### [WORK ORDER]
Down to the final line, print each entry exactly.

### [RECORDED INFORMATION]

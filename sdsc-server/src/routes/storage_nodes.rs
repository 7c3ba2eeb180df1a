//! `/nodes` — CRUD on Storage Nodes (§3, §6).

// Layer 1: Standard library imports
// (none)

// Layer 2: Third-party crate imports
use axum::extract::{Path, State};
use axum::http::StatusCode;
use axum::Json;
use serde::Deserialize;

// Layer 3: Internal module imports
use sdsc_core::model::StorageNode;
use sdsc_core::store::Counter;

use crate::error::ApiError;
use crate::state::AppState;

pub async fn list(State(state): State<AppState>) -> Result<Json<Vec<StorageNode>>, ApiError> {
    let nodes = state
        .store
        .list_storage_nodes()
        .await
        .map_err(|e| ApiError::from_core(e.into(), state.config.legacy_401_on_parse_error))?;
    Ok(Json(nodes))
}

pub async fn get_one(
    State(state): State<AppState>,
    Path(id): Path<u64>,
) -> Result<Json<StorageNode>, ApiError> {
    let node = state
        .store
        .get_storage_node(id)
        .await
        .map_err(|e| ApiError::from_core(e.into(), state.config.legacy_401_on_parse_error))?
        .ok_or_else(|| ApiError::not_found(format!("storage node {id} not found")))?;
    Ok(Json(node))
}

#[derive(Debug, Deserialize)]
pub struct StorageNodeRequest {
    pub name: String,
    pub address: String,
    pub role: String,
}

pub async fn create(
    State(state): State<AppState>,
    Json(req): Json<StorageNodeRequest>,
) -> Result<(StatusCode, Json<StorageNode>), ApiError> {
    let id = state
        .store
        .next_id(Counter::StorageNodeId)
        .await
        .map_err(|e| ApiError::from_core(e.into(), state.config.legacy_401_on_parse_error))?;
    let node = StorageNode {
        id,
        name: req.name,
        address: req.address,
        role: req.role,
    };
    state
        .store
        .put_storage_node(node.clone())
        .await
        .map_err(|e| ApiError::from_core(e.into(), state.config.legacy_401_on_parse_error))?;
    Ok((StatusCode::CREATED, Json(node)))
}

pub async fn update(
    State(state): State<AppState>,
    Path(id): Path<u64>,
    Json(req): Json<StorageNodeRequest>,
) -> Result<Json<StorageNode>, ApiError> {
    let node = StorageNode {
        id,
        name: req.name,
        address: req.address,
        role: req.role,
    };
    state
        .store
        .put_storage_node(node.clone())
        .await
        .map_err(|e| ApiError::from_core(e.into(), state.config.legacy_401_on_parse_error))?;
    Ok(Json(node))
}

pub async fn delete(
    State(state): State<AppState>,
    Path(id): Path<u64>,
) -> Result<StatusCode, ApiError> {
    state
        .store
        .delete_storage_node(id)
        .await
        .map_err(|e| ApiError::from_core(e.into(), state.config.legacy_401_on_parse_error))?;
    Ok(StatusCode::NO_CONTENT)
}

### [REPLY]
filename sdsc-server/src/routes/storage_nodes.rs
repository 7c3ba2eeb180df1a
//! `/nodes` — CRUD on Storage Nodes (§3, §6).

// Layer 1: Standard library imports
// (none)

// Layer 2: Third-party crate imports
use axum::extract::{Path, State};
use axum::http::StatusCode;
use axum::Json;
use serde::Deserialize;

// Layer 3: Internal module imports
use sdsc_core::model::StorageNode;
use sdsc_core::store::Counter;

use crate::error::ApiError;
use crate::state::AppState;

pub async fn list(State(state): State<AppState>) -> Result<Json<Vec<StorageNode>>, ApiError> {
    let nodes = state
        .store
        .list_storage_nodes()
        .await
        .map_err(|e| ApiError::from_core(e.into(), state.config.legacy_401_on_parse_error))?;
    Ok(Json(nodes))
}

pub async fn get_one(
    State(state): State<AppState>,
    Path(id): Path<u64>,
) -> Result<Json<StorageNode>, ApiError> {
    let node = state
        .store
        .get_storage_node(id)
        .await
        .map_err(|e| ApiError::from_core(e.into(), state.config.legacy_401_on_parse_error))?
        .ok_or_else(|| ApiError::not_found(format!("storage node {id} not found")))?;
    Ok(Json(node))
}

#[derive(Debug, Deserialize)]
pub struct StorageNodeRequest {
    pub name: String,
    pub address: String,
    pub role: String,
}

pub async fn create(
    State(state): State<AppState>,
    Json(req): Json<StorageNodeRequest>,
) -> Result<(StatusCode, Json<StorageNode>), ApiError> {
    let id = state
        .store
        .next_id(Counter::StorageNodeId)
        .await
        .map_err(|e| ApiError::from_core(e.into(), state.config.legacy_401_on_parse_error))?;
    let node = StorageNode {
        id,
        name: req.name,
        address: req.address,
        role: req.role,
    };
    state
        .store
        .put_storage_node(node.clone())
        .await
        .map_err(|e| ApiError::from_core(e.into(), state.config.legacy_401_on_parse_error))?;
    Ok((StatusCode::CREATED, Json(node)))
}

pub async fn update(
    State(state): State<AppState>,
    Path(id): Path<u64>,
    Json(req): Json<StorageNodeRequest>,
) -> Result<Json<StorageNode>, ApiError> {
    let node = StorageNode {
        id,
        name: req.name,
        address: req.address,
        role: req.role,
    };
    state
        .store
        .put_storage_node(node.clone())
        .await
        .map_err(|e| ApiError::from_core(e.into(), state.config.legacy_401_on_parse_error))?;
    Ok(Json(node))
}

pub async fn delete(
    State(state): State<AppState>,
    Path(id): Path<u64>,
) -> Result<StatusCode, ApiError> {
    state
        .store
        .delete_storage_node(id)
        .await
        .map_err(|e| ApiError::from_core(e.into(), state.config.legacy_401_on_parse_error))?;
    Ok(StatusCode::NO_CONTENT)
}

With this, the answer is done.